Jung's vital deceptions

December 13, 1996

ANTHONY STEVENS's response (THES, November 29) to my article on the scientific baselessness of Jung's theories of a collective unconscious and archetypes is a perfect example of the evasion and lack of scientific or historical understanding that is typical of too many Jungians - particularly analysts. Therefore, I shall offer a correction.

First, Stevens evades the fact that Jung consciously, deliberately and repeatedly fabricated vital facts about his patients in order to make the collective unconscious seem more plausible. Remember: the claim is that within each of us an analyst can find symbols and mythological materials that come from a deep, archaic, transpersonal layer of the unconscious mind. As I point out in my book, The Jung Cult, he not only did this with the case of the Solar Phallus Man but also that of Kristine Mann as well. As I will further demonstrate in my next book, The Aryan Christ, Jung lied about the prior alchemical and mythological knowledge of all patients whose clinical material is used as evidence in his writings.

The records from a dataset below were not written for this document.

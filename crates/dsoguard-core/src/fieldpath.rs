//! Field path resolution.
//!
//! Expands one requested field into the flat set of entries the executor
//! needs: the field itself plus a synthetic join-key entry for every
//! relationship hop on the way to it. Every hop is checked against the
//! queryable fields of the entity it lands on; any failure denies the whole
//! path.
//!
//! Join-key ids are the dotted prefix up to and including the hop's own field,
//! with the relationship marker stripped. For
//! `manager_id__rel.address_id__rel.city_id__rel.city` the entries are
//! `manager_id`, `manager_id__rel.address_id`,
//! `manager_id__rel.address_id__rel.city_id` and the full path.

use std::collections::HashMap;

use crate::cache::EntityCache;
use crate::error::{GuardError, Result};
use crate::model::{Entity, Field};
use crate::protocol::field::strip_marker;
use crate::protocol::{FieldRequest, FieldSpec};

/// Relationship hops allowed in one path unless configured otherwise.
pub const DEFAULT_MAX_DEPTH: usize = 8;

/// Insertion-ordered map from field id to resolved spec.
///
/// Merging is first-writer-wins: an entry already present is never replaced,
/// so an explicitly requested field survives a same-keyed join artifact found
/// later.
#[derive(Debug, Clone, Default, PartialEq)]
pub struct ResolvedFieldSet {
    entries: Vec<FieldSpec>,
    index: HashMap<String, usize>,
}

impl ResolvedFieldSet {
    pub fn new() -> Self {
        Self::default()
    }

    pub fn single(spec: FieldSpec) -> Self {
        let mut set = Self::new();
        set.insert_if_absent(spec);
        set
    }

    /// Returns false (and keeps the existing entry) when the id is taken.
    pub fn insert_if_absent(&mut self, spec: FieldSpec) -> bool {
        if self.index.contains_key(&spec.id) {
            return false;
        }
        self.index.insert(spec.id.clone(), self.entries.len());
        self.entries.push(spec);
        true
    }

    pub fn merge(&mut self, other: ResolvedFieldSet) {
        for spec in other.entries {
            self.insert_if_absent(spec);
        }
    }

    /// `self` first, then entries of `other` whose ids are not yet present.
    pub fn union(mut self, other: ResolvedFieldSet) -> Self {
        self.merge(other);
        self
    }

    pub fn get(&self, id: &str) -> Option<&FieldSpec> {
        self.index.get(id).map(|&i| &self.entries[i])
    }

    pub fn contains(&self, id: &str) -> bool {
        self.index.contains_key(id)
    }

    pub fn len(&self) -> usize {
        self.entries.len()
    }

    pub fn is_empty(&self) -> bool {
        self.entries.is_empty()
    }

    pub fn ids(&self) -> impl Iterator<Item = &str> {
        self.entries.iter().map(|f| f.id.as_str())
    }

    pub fn iter(&self) -> impl Iterator<Item = &FieldSpec> {
        self.entries.iter()
    }

    pub fn into_vec(self) -> Vec<FieldSpec> {
        self.entries
    }
}

#[derive(Debug, Clone, Copy)]
pub struct FieldPathResolver {
    max_depth: usize,
}

impl Default for FieldPathResolver {
    fn default() -> Self {
        Self::new(DEFAULT_MAX_DEPTH)
    }
}

impl FieldPathResolver {
    pub fn new(max_depth: usize) -> Self {
        Self { max_depth }
    }

    /// Resolve one requested field against `entity`.
    ///
    /// A `NoAccess`/`EntityNotFound` error means "drop this field"; callers
    /// must not abort the whole operation on it.
    pub fn resolve(
        &self,
        entity: &Entity,
        request: &FieldSpec,
        cache: &mut EntityCache<'_>,
    ) -> Result<ResolvedFieldSet> {
        match request.classify()? {
            FieldRequest::Direct { name } => {
                queryable_field(entity, name)?;
                Ok(ResolvedFieldSet::single(request.clone()))
            }
            FieldRequest::Relationship { parts } => {
                let hops = parts.len() - 1;
                if hops > self.max_depth {
                    return Err(GuardError::NoAccess(format!(
                        "{}: {hops} relationship hops exceed the limit of {}",
                        request.id, self.max_depth
                    )));
                }
                self.resolve_path(entity, request, &parts, &parts, cache)
            }
            FieldRequest::Child {
                anchor,
                relationship,
                sub_fields,
            } => self.resolve_child(entity, request, anchor, relationship, sub_fields, cache),
        }
    }

    fn resolve_path(
        &self,
        entity: &Entity,
        request: &FieldSpec,
        all: &[&str],
        remaining: &[&str],
        cache: &mut EntityCache<'_>,
    ) -> Result<ResolvedFieldSet> {
        let (head, rest) = match remaining {
            [leaf] => {
                queryable_field(entity, leaf)?;
                return Ok(ResolvedFieldSet::single(request.clone()));
            }
            [head, rest @ ..] => (*head, rest),
            [] => return Err(GuardError::BadRequest(format!("empty field path: {}", request.id))),
        };

        let field = queryable_field(entity, strip_marker(head))?;
        let [reference] = field.reference_to.as_slice() else {
            return Err(GuardError::NoAccess(format!(
                "{}.{} must reference exactly one object, found {}",
                entity.name,
                field.name,
                field.reference_to.len()
            )));
        };
        let target = cache.get(&reference.object)?;

        let join = FieldSpec {
            id: join_key_id(all, remaining.len()),
            key_field: Some(reference.key_field.clone()),
            target_schema: Some(target.schema.clone()),
            target_object: Some(reference.object.clone()),
            ..FieldSpec::default()
        };
        let tail = self.resolve_path(&target, request, all, rest, cache)?;
        Ok(ResolvedFieldSet::single(join).union(tail))
    }

    fn resolve_child(
        &self,
        entity: &Entity,
        request: &FieldSpec,
        anchor: &str,
        relationship: &str,
        sub_fields: &[FieldSpec],
        cache: &mut EntityCache<'_>,
    ) -> Result<ResolvedFieldSet> {
        let field = queryable_field(entity, anchor)?;
        let relation = match field.child_relations.as_slice() {
            [only] => only,
            many => many
                .iter()
                .find(|r| r.relationship_name == relationship)
                .ok_or_else(|| {
                    GuardError::NoAccess(format!(
                        "{}.{anchor} has no child relationship {relationship}",
                        entity.name
                    ))
                })?,
        };
        let child = cache.get(&relation.object)?;

        // The child side of the join must be readable or the block is useless.
        self.resolve(&child, &FieldSpec::new(&relation.key_field), cache)?;

        let mut allowed = ResolvedFieldSet::new();
        for sub in sub_fields {
            match self.resolve(&child, sub, cache) {
                Ok(set) => allowed.merge(set),
                Err(e) => {
                    tracing::debug!(entity = %child.name, field = %sub.id, reason = %e, "child field dropped");
                }
            }
        }

        let mut out = request.clone();
        out.sub_fields = Some(allowed.into_vec());
        Ok(ResolvedFieldSet::single(out))
    }
}

fn queryable_field<'e>(entity: &'e Entity, name: &str) -> Result<&'e Field> {
    entity
        .find_queryable_field(name)
        .ok_or_else(|| GuardError::no_access(&entity.name, name))
}

/// Synthetic id for the hop whose segment is `all[all.len() - remaining]`.
pub fn join_key_id(all: &[&str], remaining: usize) -> String {
    let take = (all.len() + 1).saturating_sub(remaining).min(all.len());
    let prefix = all[..take].join(".");
    strip_marker(&prefix).to_string()
}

Second, Stevens forgets that theories - if they are to be welcomed as scientific - need evidence. If Jung's claims about his evidence are riddled with deception, we must conclude that the theory is potentially a sham. Furthermore, if the phenomena can be explained by a less mystical and experimentally demonstrated processes of human memory - cryptomnesia or implicit memory - why ignore this huge fund of evidence?

Third, Stevens repeats the mistake of Jung with his argument for proof by analogy. We find it in Goethe and in the German Romantic philosophers and in the magical thinking of the occult sciences. It goes something like this: If one idea seems similar to another, then the two must share the same essence, or be related in some way, or one can explain the other. I doubt that the linguist, developmental psychologist, ethologist, and evolutionary psychologist whose terms Stevens cites would agree that their ideas validate Jung's collective unconscious or archetypes.

Fourth, Stevens makes the common mistake of making synonyms out of evolution and natural selection. Did Jung believe that humans evolved from other species? Of course. Did he accept Darwin's non-progressive hypothesis of natural selection to account for it? Jung did not. Jung was following a contemporary, Ernst Haeckel, who saw a purpose at work in evolution. Jung was mostly interested in how the stage theory of evolution validated - by analogy - his ideas about the evolution of the human soul. Jung also used this type of thinking to validate his racialism, for example, because of biological differences, the Aryan and Jewish races had different psychologies. Stevens evades this thorny issue.

I doubt that many mainstream evolutionary biologists are "allies" of Jung. (Richard Dawkins, where are you?)